> _What is required_: Transcribe only the lines between the first line of the records and the line containing "(single use each)", inclusive, exactly as written.

╭──

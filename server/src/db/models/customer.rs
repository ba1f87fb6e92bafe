//! Customer Model
//!
//! Identity and roles come from the external authentication layer; this
//! record only carries the state the reservation subsystem owns: the
//! used-coupon set and the order history list.

use serde::{Deserialize, Serialize};
use surrealdb::RecordId;

pub const CUSTOMER_TABLE: &str = "customer";

#[derive(Debug, Clone, Serialize, Deserialize)]
pub struct Customer {
    #[serde(default, skip_serializing_if = "Option::is_none")]
    pub id: Option<RecordId>,
    pub name: String,
    /// Coupon codes this customer has already redeemed (single use each)
    #[serde(default)]
    pub used_coupons: Vec<String>,
    /// Order history, newest last
    #[serde(default)]
    pub orders: Vec<RecordId>,
}

impl Customer {
    pub fn record_id(key: &str) -> RecordId {
        RecordId::from_table_key(CUSTOMER_TABLE, key)
    }

    pub fn has_used_coupon(&self, code: &str) -> bool {
        self.used_coupons.iter().any(|c| c == code)
    }
}
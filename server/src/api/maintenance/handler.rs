//! Maintenance Handlers

use axum::{Json, extract::State};
use serde::Serialize;

use crate::auth::AuthUser;
use crate::core::AppState;
use crate::utils::{AppError, AppResponse, AppResult, now_millis, ok};

#[derive(Serialize)]
pub struct ReapResult {
    pub reaped: u64,
}

/// POST /api/maintenance/reap-reservations - admin only
pub async fn reap_reservations(
    State(state): State<AppState>,
    user: AuthUser,
) -> AppResult<Json<AppResponse<ReapResult>>> {
    if !user.is_admin() {
        return Err(AppError::Forbidden("admin role required".to_string()));
    }
    let reaped = state.reaper.reap(now_millis()).await?;
    Ok(ok(ReapResult { reaped }))
}
//! Webhook Signature
//!
//! Payment notifications carry an HMAC-SHA256 over the raw request body,
//! hex-encoded in the `X-Webhook-Signature` header. Verification uses
//! ring's constant-time compare and happens before the body is even
//! parsed; a bad signature causes no state access at all.

use ring::hmac;

use crate::utils::{AppError, AppResult};

pub const SIGNATURE_HEADER: &str = "x-webhook-signature";

/// Hex HMAC-SHA256 of `body` under `secret`
pub fn sign(secret: &str, body: &[u8]) -> String {
    let key = hmac::Key::new(hmac::HMAC_SHA256, secret.as_bytes());
    hex::encode(hmac::sign(&key, body).as_ref())
}

/// Verify a hex signature against the raw body
pub fn verify(secret: &str, body: &[u8], signature_hex: &str) -> AppResult<()> {
    let signature = hex::decode(signature_hex).map_err(|_| AppError::InvalidSignature)?;
    let key = hmac::Key::new(hmac::HMAC_SHA256, secret.as_bytes());
    hmac::verify(&key, body, &signature).map_err(|_| AppError::InvalidSignature)
}

#[cfg(test)]
mod tests {
    use super::*;

    #[test]
    fn roundtrip_verifies() {
        let body = br#"{"kind":"payment_succeeded","session_id":"cs_1"}"#;
        let signature = sign("topsecret", body);
        assert!(verify("topsecret", body, &signature).is_ok());
    }

    #[test]
    fn wrong_secret_is_rejected() {
        let body = b"payload";
        let signature = sign("topsecret", body);
        assert!(verify("other", body, &signature).is_err());
    }

    #[test]
    fn tampered_body_is_rejected() {
        let signature = sign("topsecret", b"payload");
        assert!(verify("topsecret", b"payload2", &signature).is_err());
    }

    #[test]
    fn garbage_signature_is_rejected() {
        assert!(verify("topsecret", b"payload", "not-hex").is_err());
        assert!(verify("topsecret", b"payload", "").is_err());
    }
}
//! Cart Module
//!
//! The per-customer reservation lifecycle: holding stock against a cart
//! and giving it back when lines shrink, carts clear, or holds expire.

pub mod reaper;
pub mod store;

pub use reaper::ExpiryReaper;
pub use store::{CartLine, ReleaseReceipt, ReservationStore, ReserveReceipt};
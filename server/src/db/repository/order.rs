//! Order Repository
//!
//! Orders are written inside commit transactions; this repository serves
//! reads plus the status transition, the only mutable field.

use super::{BaseRepository, RepoError, RepoResult, record_id};
use crate::db::models::{ORDER_TABLE, Order, OrderStatus};
use surrealdb::Surreal;
use surrealdb::engine::local::Db;

#[derive(Clone)]
pub struct OrderRepository {
    base: BaseRepository,
}

impl OrderRepository {
    pub fn new(db: Surreal<Db>) -> Self {
        Self {
            base: BaseRepository::new(db),
        }
    }

    pub async fn find_by_id(&self, id: &str) -> RepoResult<Option<Order>> {
        let order: Option<Order> = self.base.db().select(record_id(ORDER_TABLE, id)).await?;
        Ok(order)
    }

    /// Durable idempotency check for webhook processing
    pub async fn find_by_payment_session(&self, session_id: &str) -> RepoResult<Option<Order>> {
        let orders: Vec<Order> = self
            .base
            .db()
            .query("SELECT * FROM order WHERE payment_session = $session_id LIMIT 1")
            .bind(("session_id", session_id.to_string()))
            .await?
            .take(0)?;
        Ok(orders.into_iter().next())
    }

    pub async fn find_by_customer(&self, customer_key: &str) -> RepoResult<Vec<Order>> {
        let customer = crate::db::models::Customer::record_id(customer_key);
        let orders: Vec<Order> = self
            .base
            .db()
            .query("SELECT * FROM order WHERE customer = $customer ORDER BY created_at DESC")
            .bind(("customer", customer))
            .await?
            .take(0)?;
        Ok(orders)
    }

    /// Advance an order's status; rejects illegal transitions.
    ///
    /// The write carries the observed status as its precondition, so a
    /// concurrent transition makes it match zero rows instead of clobbering
    /// the newer state.
    pub async fn update_status(&self, id: &str, next: OrderStatus) -> RepoResult<Order> {
        let record = record_id(ORDER_TABLE, id);
        let current: Option<Order> = self.base.db().select(record.clone()).await?;
        let current = current.ok_or_else(|| RepoError::NotFound(format!("Order {id} not found")))?;

        if !current.status.can_transition_to(next) {
            return Err(RepoError::Validation(format!(
                "illegal status transition {:?} -> {:?}",
                current.status, next
            )));
        }

        let updated: Vec<Order> = self
            .base
            .db()
            .query("UPDATE $order SET status = $next WHERE status = $current RETURN AFTER")
            .bind(("order", record))
            .bind(("next", next))
            .bind(("current", current.status))
            .await?
            .take(0)?;

        updated.into_iter().next().ok_or_else(|| {
            RepoError::Conflict(format!("Order {id} status changed concurrently"))
        })
    }
}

╰──

> _Response below_:
filename server/src/db/models/customer.rs
repository ba1f87fb6e92bafe
//! Customer Model
//!
//! Identity and roles come from the external authentication layer; this
//! record only carries the state the reservation subsystem owns: the
//! used-coupon set and the order history list.

use serde::{Deserialize, Serialize};
use surrealdb::RecordId;

pub const CUSTOMER_TABLE: &str = "customer";

#[derive(Debug, Clone, Serialize, Deserialize)]
pub struct Customer {
    #[serde(default, skip_serializing_if = "Option::is_none")]
    pub id: Option<RecordId>,
    pub name: String,
    /// Coupon codes this customer has already redeemed (single use each)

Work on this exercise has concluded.